***** SUPPLIED MATERIAL *****
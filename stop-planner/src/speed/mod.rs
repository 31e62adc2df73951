//! Jurisdiction speed limits.
//!
//! A static table of legal speed limits, loaded once at start-up, and the
//! resolver that maps a point to the limit that applies there.

mod resolver;
mod table;

pub use resolver::{JurisdictionSpeedResolver, SpeedResolver, UNKNOWN_JURISDICTION};
pub use table::{DEFAULT_SPEED_MPH, SpeedLimitTable, SpeedTableError};
//! Askama templates for the web frontend.

use askama::Template;

use crate::domain::{Stop, StopKind};
use crate::planner::PlanResult;

/// Home page with the route form.
#[derive(Template)]
#[template(path = "index.html")]
pub struct IndexTemplate;

/// Stop table fragment (plan results).
#[derive(Template)]
#[template(path = "stop_table.html")]
pub struct StopTableTemplate {
    pub stops: Vec<StopView>,
    pub route_miles: String,
}

impl StopTableTemplate {
    /// Create from a plan result.
    pub fn from_result(result: &PlanResult) -> Self {
        Self {
            stops: result.stops.iter().map(StopView::from_stop).collect(),
            route_miles: format!("{:.1}", result.route_miles),
        }
    }
}

/// Stop view model for templates.
#[derive(Debug, Clone)]
pub struct StopView {
    pub duration: String,
    pub lat: String,
    pub lon: String,
    pub location: String,
    pub fuel: String,
    pub is_user: bool,
}

impl StopView {
    /// Create from a domain stop.
    pub fn from_stop(stop: &Stop) -> Self {
        Self {
            duration: stop.duration().to_string(),
            lat: stop.lat().to_string(),
            lon: stop.lon().to_string(),
            location: stop.location().to_string(),
            fuel: stop.fuel().to_string(),
            is_user: stop.kind() == StopKind::User,
        }
    }

    /// CSS class for the row.
    pub fn row_class(&self) -> &'static str {
        if self.is_user { "stop-user" } else { "stop-highway" }
    }
}

#[cfg(test)]
mod tests {
    use super::*;
    use crate::domain::Point;

    #[test]
    fn render_stop_table() {
        let result = PlanResult {
            stops: vec![
                Stop::highway(Point::new(31.0, -97.0).unwrap()),
                Stop::user(Point::new(32.78, -96.8).unwrap()),
            ],
            path_points: 40,
            route_miles: 195.44,
        };

        let html = StopTableTemplate::from_result(&result).render().unwrap();
        assert!(html.contains("195.4"));
        assert!(html.contains("Highway Stop"));
        assert!(html.contains("User Provided Stop"));
        assert!(html.contains("-96.80"));
        assert!(html.contains("stop-user"));
    }

    #[test]
    fn render_empty_table() {
        let result = PlanResult {
            stops: Vec::new(),
            path_points: 2,
            route_miles: 1.0,
        };

        let html = StopTableTemplate::from_result(&result).render().unwrap();
        assert!(html.contains("No stops needed"));
    }

    #[test]
    fn render_index() {
        let html = IndexTemplate.render().unwrap();
        assert!(html.contains("/plan-route"));
    }
}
*****
▶ **WHAT YOU ARE ASKED TO DO**
Repeat the data above in full, word for word.

▶ **RESPONSE FOR THIS EXERCISE**
filename stop-planner/src/speed/mod.rs
repository 31e62adc2df73951
//! Jurisdiction speed limits.
//!
//! A static table of legal speed limits, loaded once at start-up, and the
//! resolver that maps a point to the limit that applies there.

mod resolver;
mod table;

pub use resolver::{JurisdictionSpeedResolver, SpeedResolver, UNKNOWN_JURISDICTION};
pub use table::{DEFAULT_SPEED_MPH, SpeedLimitTable, SpeedTableError};
//! Askama templates for the web frontend.

use askama::Template;

use crate::domain::{Stop, StopKind};
use crate::planner::PlanResult;

/// Home page with the route form.
#[derive(Template)]
#[template(path = "index.html")]
pub struct IndexTemplate;

/// Stop table fragment (plan results).
#[derive(Template)]
#[template(path = "stop_table.html")]
pub struct StopTableTemplate {
    pub stops: Vec<StopView>,
    pub route_miles: String,
}

impl StopTableTemplate {
    /// Create from a plan result.
    pub fn from_result(result: &PlanResult) -> Self {
        Self {
            stops: result.stops.iter().map(StopView::from_stop).collect(),
            route_miles: format!("{:.1}", result.route_miles),
        }
    }
}

/// Stop view model for templates.
#[derive(Debug, Clone)]
pub struct StopView {
    pub duration: String,
    pub lat: String,
    pub lon: String,
    pub location: String,
    pub fuel: String,
    pub is_user: bool,
}

impl StopView {
    /// Create from a domain stop.
    pub fn from_stop(stop: &Stop) -> Self {
        Self {
            duration: stop.duration().to_string(),
            lat: stop.lat().to_string(),
            lon: stop.lon().to_string(),
            location: stop.location().to_string(),
            fuel: stop.fuel().to_string(),
            is_user: stop.kind() == StopKind::User,
        }
    }

    /// CSS class for the row.
    pub fn row_class(&self) -> &'static str {
        if self.is_user { "stop-user" } else { "stop-highway" }
    }
}

#[cfg(test)]
mod tests {
    use super::*;
    use crate::domain::Point;

    #[test]
    fn render_stop_table() {
        let result = PlanResult {
            stops: vec![
                Stop::highway(Point::new(31.0, -97.0).unwrap()),
                Stop::user(Point::new(32.78, -96.8).unwrap()),
            ],
            path_points: 40,
            route_miles: 195.44,
        };

        let html = StopTableTemplate::from_result(&result).render().unwrap();
        assert!(html.contains("195.4"));
        assert!(html.contains("Highway Stop"));
        assert!(html.contains("User Provided Stop"));
        assert!(html.contains("-96.80"));
        assert!(html.contains("stop-user"));
    }

    #[test]
    fn render_empty_table() {
        let result = PlanResult {
            stops: Vec::new(),
            path_points: 2,
            route_miles: 1.0,
        };

        let html = StopTableTemplate::from_result(&result).render().unwrap();
        assert!(html.contains("No stops needed"));
    }

    #[test]
    fn render_index() {
        let html = IndexTemplate.render().unwrap();
        assert!(html.contains("/plan-route"));
    }
}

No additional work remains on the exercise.